Unifying Heterogeneous Multi-Modal Remote Sensing Detection Via Language-Pivoted Pretraining

TL;DR

B BabelRS is proposed, a unified language-pivoted pretraining framework that explicitly decouples modality alignment from downstream task learning and consistently outperforms state-of-the-art methods without bells and whistles.

Abstract

Heterogeneous multi-modal remote sensing object detection aims to accurately detect objects from diverse sensors (e.g., RGB, SAR, Infrared). Existing approaches largely adopt a late alignment paradigm, in which modality alignment and task-specific optimization are entangled during downstream fine-tuning. This tight coupling complicates optimization and often results in unstable training and suboptimal generalization. To address these limitations, we propose BabelRS, a unified language-pivoted pretraining framework that explicitly decouples modality alignment from downstream task learning.

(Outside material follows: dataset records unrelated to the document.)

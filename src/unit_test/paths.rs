use crate::generator::MOCK_OUTPUTS_FOLDER;
use std::path::{Path, PathBuf};

/// Folder, next to the logic app project, that holds all unit tests.
pub const TESTS_DIRECTORY_NAME: &str = "Tests";

/// Suffix of a saved unit test definition file.
pub const UNIT_TEST_FILE_SUFFIX: &str = ".unit-test.json";

/// The on-disk layout of the unit tests for one workflow.
///
/// ```text
/// <workspace>/
///   <logic app>/            project_path
///   Tests/                  tests_directory
///     <logic app>/          logic_app_folder
///       <workflow>/         workflow_folder
///         MockOutputs/
///         <unit test>/      unit_test_folder
/// ```
#[derive(Debug, Clone, PartialEq, Eq)]
pub struct UnitTestPaths {
    pub tests_directory: PathBuf,
    pub logic_app_name: String,
    pub logic_app_folder: PathBuf,
    pub workflow_folder: PathBuf,
    pub unit_test_folder: Option<PathBuf>,
}

impl UnitTestPaths {
    pub fn new(project_path: &Path, workflow_name: &str, unit_test_name: Option<&str>) -> Self {
        let workspace = project_path.parent().unwrap_or(project_path);
        let tests_directory = workspace.join(TESTS_DIRECTORY_NAME);
        let logic_app_name = project_path
            .file_name()
            .map(|n| n.to_string_lossy().into_owned())
            .unwrap_or_default();
        let logic_app_folder = tests_directory.join(&logic_app_name);
        let workflow_folder = logic_app_folder.join(workflow_name);
        let unit_test_folder = unit_test_name.map(|name| workflow_folder.join(name));

        Self {
            tests_directory,
            logic_app_name,
            logic_app_folder,
            workflow_folder,
            unit_test_folder,
        }
    }

    /// `<workflow_folder>/<name>.unit-test.json`
    pub fn unit_test_file(&self, unit_test_name: &str) -> PathBuf {
        self.workflow_folder
            .join(format!("{}{}", unit_test_name, UNIT_TEST_FILE_SUFFIX))
    }

    pub fn mock_outputs_folder(&self) -> PathBuf {
        self.workflow_folder.join(MOCK_OUTPUTS_FOLDER)
    }
}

BabelRS comprises two key components: Concept-Shared Instruction Aligning (CSIA) and Layerwise Visual-Semantic Annealing (LVSA). CSIA aligns each sensor modality to a shared set of linguistic concepts, using language as a semantic pivot to bridge heterogeneous visual representations. To further mitigate the granularity mismatch between high-level language representations and dense detection objectives, LVSA progressively aggregates multi-scale visual features to provide fine-grained semantic guidance. Extensive experiments demonstrate that BabelRS stabilizes training and consistently outperforms state-of-the-art methods without bells and whistles. Code: https://github.com/zcablii/SM3Det.

Figures (7)

• Figure 1: Conceptual comparison between (a) late alignment and (b) early, language-pivoted alignment paradigms for heterogeneous multi-modal remote sensing detection. Late alignment (a) entangles modality alignment with task optimization during fine-tuning, leading to gradient conflicts and unstable training. BabelRS (b) decouples these objectives via early semantic alignment, resulting in improved optimization stability and generalization.
• Figure 2: Automatic Mixed Precision fine-tuning stability on SOI-Det dataset. Many existing models experience gradient explosion before completion, whereas BabelRS remains stable throughout fine-tuning.
• Figure 3: Overview of the BabelRS framework. BabelRS consists of two key components: Concept-Shared Instruction Aligning, which aligns heterogeneous remote sensing modalities into a shared linguistic semantic space using instruction-following objectives, and Layerwise Visual-Semantic Annealing, which progressively integrates multi-scale visual features into the language-aligned representation to support dense object detection.
• Figure 4: Training loss curves under identical finetuning protocols. Late-alignment methods exhibit slow convergence, while BabelRS starts from a lower initial loss and converges smoothly.
• Figure 5: Comparison of feature merge strategies: (a) feature concatenation, (b) element-wise summation, (c) per-layer projectors with LVSA, and (d) the proposed LVSA-based merge with a shared projector.